ACTION ITEM:
Line by line, copy the records below exactly.

PROVIDED RECORDS:
═══
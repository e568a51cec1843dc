//! Currency conversion
//!
//! Rates are quoted against a single base currency: `rate(X)` is how many
//! units of `X` one unit of the base buys. Converting between two non-base
//! currencies goes through the base.

use std::collections::HashMap;

use crate::models::{AssetCode, Money};

#[derive(Debug, Clone, PartialEq)]
pub struct ExchangeRates {
    base: AssetCode,
    rates: HashMap<AssetCode, f64>,
}

impl ExchangeRates {
    /// Rates with only the base currency known
    pub fn new(base: AssetCode) -> Self {
        Self {
            base,
            rates: HashMap::new(),
        }
    }

    /// Non-positive or non-finite rates are ignored
    pub fn with_rate(mut self, asset: AssetCode, rate: f64) -> Self {
        self.insert(asset, rate);
        self
    }

    pub fn insert(&mut self, asset: AssetCode, rate: f64) {
        if rate.is_finite() && rate > 0.0 && asset != self.base {
            self.rates.insert(asset, rate);
        }
    }

    pub fn base(&self) -> &AssetCode {
        &self.base
    }

    pub fn rate(&self, asset: &AssetCode) -> Option<f64> {
        if *asset == self.base {
            Some(1.0)
        } else {
            self.rates.get(asset).copied()
        }
    }

    /// Known non-base currencies with their rates, sorted by code
    pub fn entries(&self) -> Vec<(AssetCode, f64)> {
        let mut entries: Vec<_> = self.rates.iter().map(|(a, r)| (a.clone(), *r)).collect();
        entries.sort_by(|a, b| a.0.cmp(&b.0));
        entries
    }

    /// Convert `amount` from one asset to another, rounded to cents.
    /// `None` when either side has no known rate.
    pub fn convert(&self, amount: Money, from: &AssetCode, to: &AssetCode) -> Option<Money> {
        if from == to {
            return Some(amount);
        }
        let from_rate = self.rate(from)?;
        let to_rate = self.rate(to)?;
        Some(Money::from_f64_rounded(amount.as_f64() / from_rate * to_rate))
    }
}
═══
TASK OUTPUT:
repository e568a51cec1843dc
//! Currency conversion
//!
//! Rates are quoted against a single base currency: `rate(X)` is how many
//! units of `X` one unit of the base buys. Converting between two non-base
//! currencies goes through the base.

use std::collections::HashMap;

use crate::models::{AssetCode, Money};

#[derive(Debug, Clone, PartialEq)]
pub struct ExchangeRates {
    base: AssetCode,
    rates: HashMap<AssetCode, f64>,
}

impl ExchangeRates {
    /// Rates with only the base currency known
    pub fn new(base: AssetCode) -> Self {
        Self {
            base,
            rates: HashMap::new(),
        }
    }

    /// Non-positive or non-finite rates are ignored
    pub fn with_rate(mut self, asset: AssetCode, rate: f64) -> Self {
        self.insert(asset, rate);
        self
    }

    pub fn insert(&mut self, asset: AssetCode, rate: f64) {
        if rate.is_finite() && rate > 0.0 && asset != self.base {
            self.rates.insert(asset, rate);
        }
    }

    pub fn base(&self) -> &AssetCode {
        &self.base
    }

    pub fn rate(&self, asset: &AssetCode) -> Option<f64> {
        if *asset == self.base {
            Some(1.0)
        } else {
            self.rates.get(asset).copied()
        }
    }

    /// Known non-base currencies with their rates, sorted by code
    pub fn entries(&self) -> Vec<(AssetCode, f64)> {
        let mut entries: Vec<_> = self.rates.iter().map(|(a, r)| (a.clone(), *r)).collect();
        entries.sort_by(|a, b| a.0.cmp(&b.0));
        entries
    }

    /// Convert `amount` from one asset to another, rounded to cents.
    /// `None` when either side has no known rate.
    pub fn convert(&self, amount: Money, from: &AssetCode, to: &AssetCode) -> Option<Money> {
        if from == to {
            return Some(amount);
        }
        let from_rate = self.rate(from)?;
        let to_rate = self.rate(to)?;
        Some(Money::from_f64_rounded(amount.as_f64() / from_rate * to_rate))
    }
}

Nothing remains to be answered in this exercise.